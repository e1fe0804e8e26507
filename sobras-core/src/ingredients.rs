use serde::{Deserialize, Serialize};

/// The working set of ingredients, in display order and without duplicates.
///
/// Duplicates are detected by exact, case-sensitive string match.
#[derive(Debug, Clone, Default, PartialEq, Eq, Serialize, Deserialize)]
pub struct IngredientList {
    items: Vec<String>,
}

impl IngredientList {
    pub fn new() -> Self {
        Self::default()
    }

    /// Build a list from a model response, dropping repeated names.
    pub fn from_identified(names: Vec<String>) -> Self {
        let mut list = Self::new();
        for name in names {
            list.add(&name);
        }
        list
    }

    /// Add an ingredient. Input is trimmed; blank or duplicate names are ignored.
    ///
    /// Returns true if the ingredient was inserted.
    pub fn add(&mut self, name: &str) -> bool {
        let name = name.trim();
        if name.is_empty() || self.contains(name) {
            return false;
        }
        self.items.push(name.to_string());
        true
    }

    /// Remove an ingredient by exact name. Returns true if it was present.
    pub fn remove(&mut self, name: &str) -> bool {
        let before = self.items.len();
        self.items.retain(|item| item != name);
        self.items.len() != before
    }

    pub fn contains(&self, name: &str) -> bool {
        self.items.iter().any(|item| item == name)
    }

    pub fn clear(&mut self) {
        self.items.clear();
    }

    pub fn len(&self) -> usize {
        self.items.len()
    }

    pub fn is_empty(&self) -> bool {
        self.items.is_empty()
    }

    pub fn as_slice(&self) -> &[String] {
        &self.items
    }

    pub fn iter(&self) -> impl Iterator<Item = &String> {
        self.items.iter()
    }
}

Your assignment >>
Scan the material above for the string "ingredients". Copy each line that holds it.

Response area >>
filename sobras-core/src/ingredients.rs
/// The working set of ingredients, in display order and without duplicates.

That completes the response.